Replacing 1 column of CSV from float to char with Python/NumPy

Question

Consider the following code:

data = np.loadtxt("submission_zca_.csv", dtype=np.float32, delimiter=',', skiprows=1)
print "Encoded Data :", data
print "shape", data.shape


for x in xrange(0, data.shape[0]):
    #decode_to_string returns "a","b","c",....
    value = decode_to_string(data[x, 1])
    print "Value", value
    data[x,1]=value

This produces the following error:

ValueError: could not convert string to float: G

How do I replace the second column of this CSV by char/string using NumPy?

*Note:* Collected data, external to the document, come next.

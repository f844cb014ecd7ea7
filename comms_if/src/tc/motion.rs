//! # Motion Telecommands
//!
//! Waypoint payloads appended to the robot's path by the planner.

// ------------------------------------------------------------------------------------------------
// IMPORTS
// ------------------------------------------------------------------------------------------------

use serde::{Deserialize, Serialize};
use thiserror::Error;

// ------------------------------------------------------------------------------------------------
// CONSTANTS
// ------------------------------------------------------------------------------------------------

/// Wire code for a waypoint which may be approached driving either way.
pub const MOTION_DIRECTION_BIDIRECTIONAL: i32 = 0;

/// Wire code for a waypoint which must be approached driving forwards.
pub const MOTION_DIRECTION_FORWARD_ONLY: i32 = 1;

/// Wire code for a waypoint which must be approached driving backwards.
pub const MOTION_DIRECTION_BACKWARD_ONLY: i32 = 2;

// ------------------------------------------------------------------------------------------------
// DATA STRUCTURES
// ------------------------------------------------------------------------------------------------

/// A single waypoint as it appears on the wire.
///
/// Positions are in millimetres in the table frame, headings in degrees.
#[derive(Debug, Clone, Copy, PartialEq, Serialize, Deserialize)]
pub struct TcWaypoint {
    /// The x-coordinate of the waypoint.
    pub x_mm: f64,

    /// The y-coordinate of the waypoint.
    pub y_mm: f64,

    /// The heading the robot should have at the waypoint.
    pub heading_deg: f64,

    /// Allowed direction of travel towards the waypoint, one of the
    /// `MOTION_DIRECTION_*` codes.
    #[serde(default)]
    pub motion_direction: i32,

    /// If true the robot does not turn to `heading_deg` on arrival.
    #[serde(default)]
    pub bypass_final_orientation: bool,

    /// If true the waypoint is an intermediate stop on a longer route.
    #[serde(default)]
    pub is_intermediate: bool,
}

// ------------------------------------------------------------------------------------------------
// ENUMERATIONS
// ------------------------------------------------------------------------------------------------

/// Errors which can occur when parsing a motion telecommand.
#[derive(Debug, Error)]
pub enum TcParseError {
    #[error("Payload is not valid JSON: {0}")]
    InvalidJson(serde_json::Error),
}

// ------------------------------------------------------------------------------------------------
// IMPLEMENTATIONS
// ------------------------------------------------------------------------------------------------

impl TcWaypoint {
    /// Parse a waypoint from a JSON payload string.
    pub fn from_json(payload: &str) -> Result<Self, TcParseError> {
        serde_json::from_str(payload).map_err(TcParseError::InvalidJson)
    }
}

// ------------------------------------------------------------------------------------------------
// TESTS
// ------------------------------------------------------------------------------------------------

unutbu · Accepted Answer · 2015-11-12 18:26:30Z

NumPy arrays have a fixed dtype. So if you use data = np.loadtxt(..., dtype='np.float32') then data will have a float32 dtype and you will not be able to assign string values to data. For example,

In [14]: data = np.random.random((2,3))

In [15]: data[0,1] = 'G'
ValueError: could not convert string to float: G

Here are some options:

Use np.genfromtxt and specify a converter function:

data = np.genfromtxt("submission_zca_.csv", dtype=None, delimiter=',', 
                  skiprows=1, converters={1: decode_to_string})

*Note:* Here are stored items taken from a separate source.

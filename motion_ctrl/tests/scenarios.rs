//! Closed-loop scenarios driving the pure pursuit controller over simulated
//! differential-drive kinematics.

// ---------------------------------------------------------------------------
// IMPORTS
// ---------------------------------------------------------------------------

use motion_ctrl::blackboard::{Blackboard, Key};
use motion_ctrl::controller::{Controller, NoOpController, Pipeline, TickInputs};
use motion_ctrl::path::{MotionDirection, Path, Waypoint};
use motion_ctrl::pursuit::{AdaptivePurePursuit, Params};
use motion_ctrl::wrappers::{ResetController, ThrottledController};
use util::maths::{deg_to_rad, wrap_angle_deg};

// ---------------------------------------------------------------------------
// SIMULATION HARNESS
// ---------------------------------------------------------------------------

/// A perfectly-actuated robot: speed orders are applied verbatim each period.
struct SimRobot {
    x_mm: f64,
    y_mm: f64,
    heading_deg: f64,
}

impl SimRobot {
    fn new(x_mm: f64, y_mm: f64, heading_deg: f64) -> Self {
        Self {
            x_mm,
            y_mm,
            heading_deg,
        }
    }

    /// Publish the robot state onto the blackboard.
    fn publish(&self, bb: &mut Blackboard) {
        bb.set_float(Key::CurrentPoseX, self.x_mm);
        bb.set_float(Key::CurrentPoseY, self.y_mm);
        bb.set_float(Key::CurrentPoseO, self.heading_deg);
    }

    /// Apply the speed orders from the blackboard for one period.
    fn apply_orders(&mut self, bb: &mut Blackboard) {
        let linear = bb.get_float(Key::LinearSpeedOrder);
        let angular = bb.get_float(Key::AngularSpeedOrder);

        self.heading_deg = wrap_angle_deg(self.heading_deg + angular);
        let heading_rad = deg_to_rad(self.heading_deg);
        self.x_mm += linear * heading_rad.cos();
        self.y_mm += linear * heading_rad.sin();

        bb.set_float(Key::LinearCurrentSpeed, linear);
        bb.set_float(Key::AngularCurrentSpeed, angular);
    }
}

fn waypoint(
    x_mm: f64,
    y_mm: f64,
    heading_deg: f64,
    motion_direction: MotionDirection,
    bypass_final_orientation: bool,
) -> Waypoint {
    let mut wp = Waypoint::at(x_mm, y_mm, heading_deg);
    wp.motion_direction = motion_direction;
    wp.bypass_final_orientation = bypass_final_orientation;
    wp
}

// ---------------------------------------------------------------------------
// SCENARIOS
// ---------------------------------------------------------------------------

#[test]
fn scenario_straight_line_forward() {
    let mut pursuit = AdaptivePurePursuit::new(Params::default()).unwrap();
    let mut robot = SimRobot::new(0.0, 0.0, 0.0);
    let mut bb = Blackboard::new();

    let mut path = Path::new();
    path.add_point(waypoint(500.0, 0.0, 0.0, MotionDirection::ForwardOnly, true));
    path.start();

    let mut complete = false;
    for _ in 0..2000 {
        robot.publish(&mut bb);
        pursuit.execute(&TickInputs::with_path(&path), &mut bb);

        if bb.get_bool(Key::PathComplete) {
            complete = true;
            break;
        }

        // Straight path: the robot never turns
        assert!(bb.get_float(Key::AngularSpeedOrder).abs() < 1e-9);
        assert!(bb.get_float(Key::LinearSpeedOrder) >= 0.0);

        robot.apply_orders(&mut bb);
    }

    assert!(complete, "path never completed");
    assert!((robot.x_mm - 500.0).abs() < 15.0);
    assert!(robot.y_mm.abs() < 1.0);
}

#[test]
fn scenario_initial_rotation_then_tracking() {
    let mut pursuit = AdaptivePurePursuit::new(Params::default()).unwrap();
    let mut robot = SimRobot::new(0.0, 0.0, 0.0);
    let mut bb = Blackboard::new();

    // Waypoint behind the robot, forwards travel enforced
    let mut path = Path::new();
    path.add_point(waypoint(
        -500.0,
        0.0,
        180.0,
        MotionDirection::ForwardOnly,
        true,
    ));
    path.start();

    // First period: the controller asks for an initial rotation
    robot.publish(&mut bb);
    pursuit.execute(&TickInputs::with_path(&path), &mut bb);

    assert!(bb.get_bool(Key::RotatingInPlace));
    assert!(bb.get_bool(Key::RecomputeAngularProfile));
    assert!(bb.get_float(Key::LinearSpeedOrder).abs() < 1e-9);
    assert!(bb.get_float(Key::AngularSpeedOrder).abs() < 1e-9);
    assert!((bb.get_float(Key::AngularPoseError).abs() - 180.0).abs() < 1e-6);

    let mut complete = false;
    for _ in 0..3000 {
        robot.publish(&mut bb);
        pursuit.execute(&TickInputs::with_path(&path), &mut bb);

        if bb.get_bool(Key::PathComplete) {
            complete = true;
            break;
        }

        if bb.get_bool(Key::RotatingInPlace) {
            // Stand in for the angular pose loop: turn towards the target
            let error = bb.get_float(Key::AngularPoseError);
            robot.heading_deg =
                wrap_angle_deg(robot.heading_deg + error.clamp(-3.0, 3.0));
        } else {
            // Forwards travel only once tracking starts
            assert!(bb.get_float(Key::LinearSpeedOrder) >= 0.0);
            robot.apply_orders(&mut bb);
        }
    }

    assert!(complete, "path never completed");
    assert!((robot.x_mm + 500.0).abs() < 15.0);
    assert!(robot.y_mm.abs() < 30.0);
}

#[test]
fn scenario_bidirectional_reverses_without_rotation() {
    let mut pursuit = AdaptivePurePursuit::new(Params::default()).unwrap();
    let mut robot = SimRobot::new(0.0, 0.0, 0.0);
    let mut bb = Blackboard::new();

    // Waypoint behind with free direction: reversing avoids any turn
    let mut path = Path::new();
    path.add_point(waypoint(
        -500.0,
        0.0,
        0.0,
        MotionDirection::Bidirectional,
        true,
    ));
    path.start();

    let mut complete = false;
    for _ in 0..2000 {
        robot.publish(&mut bb);
        pursuit.execute(&TickInputs::with_path(&path), &mut bb);

        if bb.get_bool(Key::PathComplete) {
            complete = true;
            break;
        }

        // The robot reverses the whole way, never rotating in place
        assert!(!bb.get_bool(Key::RotatingInPlace));
        assert!(bb.get_float(Key::LinearSpeedOrder) <= 0.0);

        robot.apply_orders(&mut bb);
    }

    assert!(complete, "path never completed");
    assert!((robot.x_mm + 500.0).abs() < 15.0);
    assert!((robot.heading_deg).abs() < 1.0);
}

#[test]
fn scenario_polyline_progress_never_regresses() {
    let mut pursuit = AdaptivePurePursuit::new(Params::default()).unwrap();
    let mut robot = SimRobot::new(0.0, 0.0, 0.0);
    let mut bb = Blackboard::new();

    let mut path = Path::new();
    path.add_point(waypoint(400.0, 0.0, 0.0, MotionDirection::ForwardOnly, false));
    path.add_point(waypoint(
        400.0,
        300.0,
        90.0,
        MotionDirection::ForwardOnly,
        false,
    ));
    path.add_point(waypoint(
        800.0,
        300.0,
        0.0,
        MotionDirection::ForwardOnly,
        true,
    ));
    path.start();

    let mut complete = false;
    let mut progress = pursuit.segment_progress();

    for _ in 0..5000 {
        robot.publish(&mut bb);
        pursuit.execute(&TickInputs::with_path(&path), &mut bb);

        let next = pursuit.segment_progress();
        let advanced = next.0 > progress.0 || (next.0 == progress.0 && next.1 >= progress.1);
        assert!(
            advanced,
            "progress regressed from {:?} to {:?}",
            progress, next
        );
        progress = next;

        if bb.get_bool(Key::PathComplete) {
            complete = true;
            break;
        }

        robot.apply_orders(&mut bb);
    }

    assert!(complete, "path never completed");
    // The goal distance is measured from the lookahead progress, so the
    // robot can still trail the goal by up to one lookahead on completion
    assert_eq!(progress.0, 2);
    assert!(robot.x_mm > 550.0);
    assert!((robot.y_mm - 300.0).abs() < 60.0);
}

#[test]
fn scenario_full_pipeline() {
    // A pipeline as the outer software would assemble it: a baseline reset
    // stage, a throttled placeholder stage and the pursuit controller
    let mut reset = ResetController::new();
    assert!(reset.add(Key::LinearSpeedOrder, 0.0));
    assert!(reset.add(Key::AngularSpeedOrder, 0.0));

    let mut pipeline = Pipeline::new();
    pipeline.add(reset);
    pipeline.add(ThrottledController::new(Box::new(NoOpController), 10));
    pipeline.add(AdaptivePurePursuit::new(Params::default()).unwrap());

    let mut robot = SimRobot::new(0.0, 0.0, 0.0);
    let mut bb = Blackboard::new();

    let mut path = Path::new();
    path.add_point(waypoint(300.0, 0.0, 0.0, MotionDirection::ForwardOnly, true));
    path.start();

    let mut complete = false;
    for _ in 0..2000 {
        robot.publish(&mut bb);
        pipeline.execute(&TickInputs::with_path(&path), &mut bb);

        if bb.get_bool(Key::PathComplete) {
            complete = true;
            break;
        }

        robot.apply_orders(&mut bb);
    }

    assert!(complete, "path never completed");
    assert!((robot.x_mm - 300.0).abs() < 15.0);

    // Resetting the pipeline resets every stage
    pipeline.reset();
}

This will build a structured array. For example, if the CSV contains

A,B,C
1,2,3
4,5,6

then

def decode_to_string(x):
    return 'foo'*int(x)
data = np.genfromtxt("submission_zca_.csv", dtype=None, delimiter=',', 
                     skiprows=1, converters={1: decode_to_string})

yields

array([(1, 'foofoo', 3), (4, 'foofoofoofoofoo', 6)], 
      dtype=[('f0', '<i8'), ('f1', 'S15'), ('f2', '<i8')])

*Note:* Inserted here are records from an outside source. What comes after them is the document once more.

//! Container engine connection and client seams.
//!
//! The socket endpoint is resolved through a priority-based fallback chain:
//!
//! 1. CLI argument (`--engine-socket`)
//! 2. Config file (`engine_socket` in TOML)
//! 3. `PODNET_ENGINE_SOCKET` environment variable
//! 4. `DOCKER_HOST` environment variable
//! 5. `CONTAINER_HOST` environment variable
//! 6. `PODMAN_HOST` environment variable
//! 7. Platform default (`/var/run/docker.sock` on Unix)

mod client;
mod connection;

pub use client::{
    ContainerInspector, CreateNetworkFuture, InspectContainerFuture, ListNetworksFuture,
    NetworkEngine, RemoveNetworkFuture,
};
pub use connection::{EngineConnector, SocketResolver};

Simply use a list of lists:

import csv
data = []
with open("submission_zca_.csv", 'rb') as f:
    for row in csv.reader(f, delimiter=','):
        row = list(map(float, row))
        row[1] = decode_to_string(row[1])
        data.append(row)

Or, you could create a second structured array or array of object dtype after using np.loadtxt, copy values from data into it, and then write the string values into the new array too. But I don't see any advantage to doing it this way over using option 1 or 2.
It is possible to view the array with a different dtype. In fact, you could change an array of dtype float32 into a structured array with one (or more) columns with dtype S4 (4-byte strings). But the string column(s) would have to be exactly 4-bytes in size since float32 occupies 4 bytes and the size of the array can not be changed without resizing (and therefore copying) the array. Thus, this option would be of limited value unless you can guarantee that decode_to_string returns 4-byte strings.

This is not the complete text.